US Catholics React to Biden’s Claim That Pope Francis Told Him to Keep Receiving Communion

If the president’s account is accurate, last week’s meeting represented a major setback for the many Catholics who had hoped the Holy Father would challenge Biden’s strong support for abortion.

Pope Francis met with U.S. President Joe Biden on Oct. 29.
Pope Francis met with U.S. President Joe Biden on Oct. 29. (photo: Vatican Media/National Catholic Register)

WASHINGTON — President Joe Biden, the United States’ second commander in chief to identify as Catholic, was preparing for his trip to Rome for the G20 Summit when Bishop Thomas Tobin of Providence, Rhode Island, petitioned Pope Francis via Twitter. 

“Dear Pope Francis, You have boldly stated that abortion is ‘murder,’” read Bishop Tobin’s Oct. 27 tweet. “Please challenge President Biden on this critical issue. His persistent support of abortion is an embarrassment for the Church and a scandal to the world. Thank you. Very respectfully, Your brother +Thomas.”

It is not known whether Bishop Tobin’s tweet reached Pope Francis. But the message from Rome regarding the Pope’s actual pastoral guidance to Biden was surely a profound disappointment for the Rhode Island bishop — at least if he accepted the president’s account of the 75-minute private audience. 

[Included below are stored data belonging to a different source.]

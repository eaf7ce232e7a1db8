use crate::error::HttpError;
use thiserror::Error;

/// Failures returned by [`RequestGateway`](crate::RequestGateway).
///
/// Transport-specific errors never leak past the gateway except as the
/// `source` of a [`GatewayError::Network`].
#[derive(Error, Debug)]
#[non_exhaustive]
pub enum GatewayError {
    /// Invalid setup: bad default header, TLS initialisation failure, ...
    #[error("Configuration error: {0}")]
    Configuration(String),

    /// Invalid input data
    #[error("Validation error: {0}")]
    Validation(String),

    /// Transport failure, or an HTTP error status other than a 404 on fetch
    #[error("{message}")]
    Network {
        message: String,
        #[source]
        source: HttpError,
    },

    /// The fetched resource does not exist (HTTP 404)
    #[error("Resource not found: {url}")]
    NotFound { url: String },

    /// The gateway was released and can no longer send requests
    #[error("Gateway is closed")]
    Closed,

    /// The response body is not a JSON object
    #[error("Failed to decode response body: {0}")]
    Decode(#[source] serde_json::Error),
}

impl GatewayError {
    /// HTTP status behind this failure, when the server answered at all.
    #[must_use]
    pub fn status(&self) -> Option<http::StatusCode> {
        match self {
            Self::Network { source, .. } => source.status(),
            Self::NotFound { .. } => Some(http::StatusCode::NOT_FOUND),
            _ => None,
        }
    }
}

/// Which gateway operation produced the transport error.
#[derive(Debug, Clone, Copy, PartialEq, Eq)]
pub(crate) enum Operation {
    Fetch,
    Submit,
}

/// Fold a transport error into the gateway taxonomy.
///
/// Only `fetch` distinguishes 404; `submit` treats every failure as a
/// network failure. JSON errors stay decode errors for both.
pub(crate) fn map_http_error(err: HttpError, operation: Operation, url: &str) -> GatewayError {
    match err {
        HttpError::Json(e) => GatewayError::Decode(e),
        HttpError::HttpStatus { status, .. }
            if status == http::StatusCode::NOT_FOUND && operation == Operation::Fetch =>
        {
            GatewayError::NotFound {
                url: url.to_owned(),
            }
        }
        HttpError::HttpStatus { status, .. } => GatewayError::Network {
            message: format!("HTTP error occurred: {status} for url: {url}"),
            source: err,
        },
        other => GatewayError::Network {
            message: format!("Network error occurred: {other}"),
            source: other,
        },
    }
}
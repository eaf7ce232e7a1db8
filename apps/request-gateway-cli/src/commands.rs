use anyhow::Result;
use clap::Args;
use request_gateway::{JsonMap, Payload, RequestGateway};

use crate::config::AppConfig;

/// GET a path and print the JSON object it returns
#[derive(Args, Debug)]
pub struct FetchArgs {
    /// Path appended to the base URL (or a full URL if none is configured)
    pub path: String,

    /// Query parameter, repeatable
    #[arg(short, long = "query", value_name = "KEY=VALUE", value_parser = parse_key_value)]
    pub query: Vec<(String, String)>,
}

impl FetchArgs {
    pub fn run(self, config: AppConfig) -> Result<()> {
        let mut gateway = RequestGateway::new(config.gateway)?;
        let body = gateway.scoped(|gw| gw.fetch_with_query(&self.path, &self.query))?;
        print_json(&body)
    }
}

/// POST a form or JSON payload and print the JSON object returned
#[derive(Args, Debug)]
pub struct SubmitArgs {
    /// Path appended to the base URL (or a full URL if none is configured)
    pub path: String,

    /// JSON document sent as the body
    #[arg(long, value_name = "JSON", value_parser = parse_json, conflicts_with = "form")]
    pub json: Option<serde_json::Value>,

    /// Form field, repeatable
    #[arg(short, long, value_name = "KEY=VALUE", value_parser = parse_key_value)]
    pub form: Vec<(String, String)>,
}

impl SubmitArgs {
    pub fn run(self, config: AppConfig) -> Result<()> {
        let fields: Vec<(&str, &str)> = self
            .form
            .iter()
            .map(|(k, v)| (k.as_str(), v.as_str()))
            .collect();

        let payload = match &self.json {
            Some(value) => Payload::Json(value),
            None if !fields.is_empty() => Payload::Form(&fields),
            None => Payload::Empty,
        };

        let mut gateway = RequestGateway::new(config.gateway)?;
        let body = gateway.scoped(|gw| gw.submit(&self.path, payload))?;
        print_json(&body)
    }
}

/// Print the effective configuration as JSON
pub fn check(config: &AppConfig) -> Result<()> {
    tracing::info!("configuration is valid");
    println!("{}", serde_json::to_string_pretty(config)?);
    Ok(())
}

fn print_json(body: &JsonMap) -> Result<()> {
    println!("{}", serde_json::to_string_pretty(body)?);
    Ok(())
}

fn parse_key_value(s: &str) -> Result<(String, String), String> {
    match s.split_once('=') {
        Some((key, value)) if !key.is_empty() => Ok((key.to_owned(), value.to_owned())),
        _ => Err(format!("expected KEY=VALUE, got `{s}`")),
    }
}

fn parse_json(s: &str) -> Result<serde_json::Value, String> {
    serde_json::from_str(s).map_err(|e| format!("invalid JSON: {e}"))
}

Speaking with reporters after his Oct. 29 visit to the Apostolic Palace, Biden said Francis called him a “good Catholic” and advised him to keep receiving Holy Communion. 

When asked to confirm Biden’s comments, the Holy See’s spokesman, Matteo Bruni, told reporters that the exchange was “a private conversation.” The Vatican’s official summary of the topics covered by the two world leaders focused on climate change, the pandemic and care for migrants, saying nothing about abortion.

Absent further clarification from the Vatican, Bishop Tobin registered his dawning frustration in an Oct. 29 tweet. 

“I fear that the Church has lost its prophetic voice,” tweeted Bishop Tobin. “Where are the John the Baptists who will confront the Herods of our day?”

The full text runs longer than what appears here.